PROBLEM TO SOLVE:
Exactly as they appear, set down all the lines of the material.

****************************************

//! Home page, seeding, publishing and deleting.

#![allow(clippy::unwrap_used)]

use axum::http::StatusCode;
use techlog_integration_tests::{ADMIN_EMAIL, READER_EMAIL, TestApp};
use techlog_web::config::SeedPolicy;

const KAFKA: &str = "Understanding Kafka Partitions and Message Polling";
const GOLANG: &str = "Golang Project Structure and Goroutines: A Practical Guide";

#[tokio::test]
async fn test_anonymous_home_is_empty_and_unseeded() {
    let app = TestApp::new(SeedPolicy::Admin);
    let response = app.get("/", None).await;

    assert_eq!(response.status, StatusCode::OK);
    assert!(response.body.contains("Daily Tech Insights_"));
    assert!(response.body.contains("No articles yet. Be the first to contribute!"));
    assert!(!response.body.contains("Write New Article_"));
    assert_eq!(app.backend.insert_article_calls(), 0);
}

#[tokio::test]
async fn test_admin_home_seeds_once() {
    let app = TestApp::new(SeedPolicy::Admin);
    let cookie = app.sign_in(ADMIN_EMAIL).await;

    let response = app.get("/", Some(&cookie)).await;
    assert!(response.body.contains(KAFKA));
    assert!(response.body.contains(GOLANG));
    assert!(response.body.contains("February 16, 2025"));

    let articles = app.backend.articles();
    assert_eq!(articles.len(), 2);
    let admin = app.backend.session_for(ADMIN_EMAIL).unwrap().user.id;
    assert!(articles.iter().all(|a| a.user_id == admin));
    // Newest first.
    assert_eq!(articles[0].title, GOLANG);

    app.get("/", Some(&cookie)).await;
    assert_eq!(app.backend.insert_article_calls(), 2);
}

#[tokio::test]
async fn test_list_error_offers_retry() {
    let app = TestApp::new(SeedPolicy::Disabled);
    app.backend.set_fail_list_articles(true);

    let response = app.get("/", None).await;
    assert_eq!(response.status, StatusCode::OK);
    assert!(response.body.contains("Failed to load articles"));
    assert!(response.body.contains("Try Again"));

    app.backend.set_fail_list_articles(false);
    let retry = app.htmx("GET", "/articles", None, None).await;
    assert!(retry.body.contains("No articles yet"));
    assert!(!retry.body.contains("<html"));
}

#[tokio::test]
async fn test_publish_puts_article_first() {
    let app = TestApp::new(SeedPolicy::Disabled);
    let admin = app.backend.session_for(ADMIN_EMAIL).unwrap().user.id;
    app.backend.insert_article_row("Older", "body", &admin);
    let cookie = app.sign_in(ADMIN_EMAIL).await;

    let response = app
        .post_form("/write", "title=Fresh+entry&content=Learned+things", Some(&cookie))
        .await;
    assert_eq!(response.location(), Some("/"));

    let home = app.get("/", Some(&cookie)).await;
    let fresh = home.body.find("Fresh entry").unwrap();
    let older = home.body.find("Older").unwrap();
    assert!(fresh < older);
}

#[tokio::test]
async fn test_publish_with_empty_title_keeps_input() {
    let app = TestApp::new(SeedPolicy::Disabled);
    let cookie = app.sign_in(ADMIN_EMAIL).await;

    let response = app
        .post_form("/write", "title=++&content=Draft+body", Some(&cookie))
        .await;
    assert_eq!(response.status, StatusCode::OK);
    assert!(response.body.contains("Please enter a title."));
    assert!(response.body.contains("Draft body"));
    assert_eq!(app.backend.insert_article_calls(), 0);
}

#[tokio::test]
async fn test_cards_show_delete_only_to_admins() {
    let app = TestApp::new(SeedPolicy::Disabled);
    let admin = app.backend.session_for(ADMIN_EMAIL).unwrap().user.id;
    let article = app.backend.insert_article_row("Kept", "body", &admin);
    let delete_attr = format!(r#"hx-delete="/articles/{}""#, article.id);

    let reader = app.sign_in(READER_EMAIL).await;
    assert!(!app.get("/", Some(&reader)).await.body.contains(&delete_attr));

    let cookie = app.sign_in(ADMIN_EMAIL).await;
    assert!(app.get("/", Some(&cookie)).await.body.contains(&delete_attr));
}

#[tokio::test]
async fn test_reader_delete_is_forbidden_without_backend_call() {
    let app = TestApp::new(SeedPolicy::Disabled);
    let admin = app.backend.session_for(ADMIN_EMAIL).unwrap().user.id;
    let article = app.backend.insert_article_row("Kept", "body", &admin);
    let cookie = app.sign_in(READER_EMAIL).await;

    let path = format!("/articles/{}", article.id);
    let response = app.htmx("DELETE", &path, None, Some(&cookie)).await;
    assert_eq!(response.status, StatusCode::FORBIDDEN);
    assert_eq!(app.backend.delete_calls(), 0);
    assert_eq!(app.backend.articles().len(), 1);
}

#[tokio::test]
async fn test_admin_delete_triggers_reload() {
    let app = TestApp::new(SeedPolicy::Disabled);
    let admin = app.backend.session_for(ADMIN_EMAIL).unwrap().user.id;
    let article = app.backend.insert_article_row("Doomed", "body", &admin);
    let cookie = app.sign_in(ADMIN_EMAIL).await;

    let path = format!("/articles/{}", article.id);
    let response = app.htmx("DELETE", &path, None, Some(&cookie)).await;
    assert_eq!(response.status, StatusCode::OK);
    assert!(response.body.is_empty());
    assert_eq!(
        response.headers.get("HX-Trigger").unwrap(),
        "articles-changed"
    );
    assert!(app.backend.articles().is_empty());

    // The triggered reload re-enters loading and comes back without the card.
    let reload = app.htmx("GET", "/articles", None, Some(&cookie)).await;
    assert!(!reload.body.contains("Doomed"));
    assert!(reload.body.contains("No articles yet"));
}

#[tokio::test]
async fn test_deleting_missing_article_matches_success() {
    let app = TestApp::new(SeedPolicy::Disabled);
    let cookie = app.sign_in(ADMIN_EMAIL).await;

    let response = app
        .htmx("DELETE", "/articles/does-not-exist", None, Some(&cookie))
        .await;
    assert_eq!(response.status, StatusCode::OK);
    assert!(response.body.is_empty());
    assert_eq!(
        response.headers.get("HX-Trigger").unwrap(),
        "articles-changed"
    );
}

#[tokio::test]
async fn test_failed_delete_restores_card_with_message() {
    let app = TestApp::new(SeedPolicy::Disabled);
    let admin = app.backend.session_for(ADMIN_EMAIL).unwrap().user.id;
    let article = app.backend.insert_article_row("Sticky", "body", &admin);
    let cookie = app.sign_in(ADMIN_EMAIL).await;
    app.backend.set_fail_delete_article(true);

    let path = format!("/articles/{}", article.id);
    let response = app.htmx("DELETE", &path, None, Some(&cookie)).await;
    assert_eq!(response.status, StatusCode::OK);
    assert!(response.body.contains("Sticky"));
    assert!(response.body.contains("Failed to delete article. Please try again."));
    assert_eq!(app.backend.articles().len(), 1);
}

#[tokio::test]
async fn test_no_script_delete_flow() {
    let app = TestApp::new(SeedPolicy::Disabled);
    let admin = app.backend.session_for(ADMIN_EMAIL).unwrap().user.id;
    let article = app.backend.insert_article_row("Plain", "body", &admin);
    let cookie = app.sign_in(ADMIN_EMAIL).await;
    let path = format!("/articles/{}/delete", article.id);

    let confirm = app.get(&path, Some(&cookie)).await;
    assert!(confirm.body.contains("Are you sure you want to delete this article?"));

    let response = app.post_form(&path, "", Some(&cookie)).await;
    assert_eq!(response.location(), Some("/"));
    assert!(app.backend.articles().is_empty());
}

****************************************

RESULT BELOW:
//! Home page, seeding, publishing and deleting.

#![allow(clippy::unwrap_used)]

use axum::http::StatusCode;
use techlog_integration_tests::{ADMIN_EMAIL, READER_EMAIL, TestApp};
use techlog_web::config::SeedPolicy;

const KAFKA: &str = "Understanding Kafka Partitions and Message Polling";
const GOLANG: &str = "Golang Project Structure and Goroutines: A Practical Guide";

#[tokio::test]
async fn test_anonymous_home_is_empty_and_unseeded() {
    let app = TestApp::new(SeedPolicy::Admin);
    let response = app.get("/", None).await;

    assert_eq!(response.status, StatusCode::OK);
    assert!(response.body.contains("Daily Tech Insights_"));
    assert!(response.body.contains("No articles yet. Be the first to contribute!"));
    assert!(!response.body.contains("Write New Article_"));
    assert_eq!(app.backend.insert_article_calls(), 0);
}

#[tokio::test]
async fn test_admin_home_seeds_once() {
    let app = TestApp::new(SeedPolicy::Admin);
    let cookie = app.sign_in(ADMIN_EMAIL).await;

    let response = app.get("/", Some(&cookie)).await;
    assert!(response.body.contains(KAFKA));
    assert!(response.body.contains(GOLANG));
    assert!(response.body.contains("February 16, 2025"));

    let articles = app.backend.articles();
    assert_eq!(articles.len(), 2);
    let admin = app.backend.session_for(ADMIN_EMAIL).unwrap().user.id;
    assert!(articles.iter().all(|a| a.user_id == admin));
    // Newest first.
    assert_eq!(articles[0].title, GOLANG);

    app.get("/", Some(&cookie)).await;
    assert_eq!(app.backend.insert_article_calls(), 2);
}

#[tokio::test]
async fn test_list_error_offers_retry() {
    let app = TestApp::new(SeedPolicy::Disabled);
    app.backend.set_fail_list_articles(true);

    let response = app.get("/", None).await;
    assert_eq!(response.status, StatusCode::OK);
    assert!(response.body.contains("Failed to load articles"));
    assert!(response.body.contains("Try Again"));

    app.backend.set_fail_list_articles(false);
    let retry = app.htmx("GET", "/articles", None, None).await;
    assert!(retry.body.contains("No articles yet"));
    assert!(!retry.body.contains("<html"));
}

#[tokio::test]
async fn test_publish_puts_article_first() {
    let app = TestApp::new(SeedPolicy::Disabled);
    let admin = app.backend.session_for(ADMIN_EMAIL).unwrap().user.id;
    app.backend.insert_article_row("Older", "body", &admin);
    let cookie = app.sign_in(ADMIN_EMAIL).await;

    let response = app
        .post_form("/write", "title=Fresh+entry&content=Learned+things", Some(&cookie))
        .await;
    assert_eq!(response.location(), Some("/"));

    let home = app.get("/", Some(&cookie)).await;
    let fresh = home.body.find("Fresh entry").unwrap();
    let older = home.body.find("Older").unwrap();
    assert!(fresh < older);
}

#[tokio::test]
async fn test_publish_with_empty_title_keeps_input() {
    let app = TestApp::new(SeedPolicy::Disabled);
    let cookie = app.sign_in(ADMIN_EMAIL).await;

    let response = app
        .post_form("/write", "title=++&content=Draft+body", Some(&cookie))
        .await;
    assert_eq!(response.status, StatusCode::OK);
    assert!(response.body.contains("Please enter a title."));
    assert!(response.body.contains("Draft body"));
    assert_eq!(app.backend.insert_article_calls(), 0);
}

#[tokio::test]
async fn test_cards_show_delete_only_to_admins() {
    let app = TestApp::new(SeedPolicy::Disabled);
    let admin = app.backend.session_for(ADMIN_EMAIL).unwrap().user.id;
    let article = app.backend.insert_article_row("Kept", "body", &admin);
    let delete_attr = format!(r#"hx-delete="/articles/{}""#, article.id);

    let reader = app.sign_in(READER_EMAIL).await;
    assert!(!app.get("/", Some(&reader)).await.body.contains(&delete_attr));

    let cookie = app.sign_in(ADMIN_EMAIL).await;
    assert!(app.get("/", Some(&cookie)).await.body.contains(&delete_attr));
}

#[tokio::test]
async fn test_reader_delete_is_forbidden_without_backend_call() {
    let app = TestApp::new(SeedPolicy::Disabled);
    let admin = app.backend.session_for(ADMIN_EMAIL).unwrap().user.id;
    let article = app.backend.insert_article_row("Kept", "body", &admin);
    let cookie = app.sign_in(READER_EMAIL).await;

    let path = format!("/articles/{}", article.id);
    let response = app.htmx("DELETE", &path, None, Some(&cookie)).await;
    assert_eq!(response.status, StatusCode::FORBIDDEN);
    assert_eq!(app.backend.delete_calls(), 0);
    assert_eq!(app.backend.articles().len(), 1);
}

#[tokio::test]
async fn test_admin_delete_triggers_reload() {
    let app = TestApp::new(SeedPolicy::Disabled);
    let admin = app.backend.session_for(ADMIN_EMAIL).unwrap().user.id;
    let article = app.backend.insert_article_row("Doomed", "body", &admin);
    let cookie = app.sign_in(ADMIN_EMAIL).await;

    let path = format!("/articles/{}", article.id);
    let response = app.htmx("DELETE", &path, None, Some(&cookie)).await;
    assert_eq!(response.status, StatusCode::OK);
    assert!(response.body.is_empty());
    assert_eq!(
        response.headers.get("HX-Trigger").unwrap(),
        "articles-changed"
    );
    assert!(app.backend.articles().is_empty());

    // The triggered reload re-enters loading and comes back without the card.
    let reload = app.htmx("GET", "/articles", None, Some(&cookie)).await;
    assert!(!reload.body.contains("Doomed"));
    assert!(reload.body.contains("No articles yet"));
}

#[tokio::test]
async fn test_deleting_missing_article_matches_success() {
    let app = TestApp::new(SeedPolicy::Disabled);
    let cookie = app.sign_in(ADMIN_EMAIL).await;

    let response = app
        .htmx("DELETE", "/articles/does-not-exist", None, Some(&cookie))
        .await;
    assert_eq!(response.status, StatusCode::OK);
    assert!(response.body.is_empty());
    assert_eq!(
        response.headers.get("HX-Trigger").unwrap(),
        "articles-changed"
    );
}

#[tokio::test]
async fn test_failed_delete_restores_card_with_message() {
    let app = TestApp::new(SeedPolicy::Disabled);
    let admin = app.backend.session_for(ADMIN_EMAIL).unwrap().user.id;
    let article = app.backend.insert_article_row("Sticky", "body", &admin);
    let cookie = app.sign_in(ADMIN_EMAIL).await;
    app.backend.set_fail_delete_article(true);

    let path = format!("/articles/{}", article.id);
    let response = app.htmx("DELETE", &path, None, Some(&cookie)).await;
    assert_eq!(response.status, StatusCode::OK);
    assert!(response.body.contains("Sticky"));
    assert!(response.body.contains("Failed to delete article. Please try again."));
    assert_eq!(app.backend.articles().len(), 1);
}

#[tokio::test]
async fn test_no_script_delete_flow() {
    let app = TestApp::new(SeedPolicy::Disabled);
    let admin = app.backend.session_for(ADMIN_EMAIL).unwrap().user.id;
    let article = app.backend.insert_article_row("Plain", "body", &admin);
    let cookie = app.sign_in(ADMIN_EMAIL).await;
    let path = format!("/articles/{}/delete", article.id);

    let confirm = app.get(&path, Some(&cookie)).await;
    assert!(confirm.body.contains("Are you sure you want to delete this article?"));

    let response = app.post_form(&path, "", Some(&cookie)).await;
    assert_eq!(response.location(), Some("/"));
    assert!(app.backend.articles().is_empty());
}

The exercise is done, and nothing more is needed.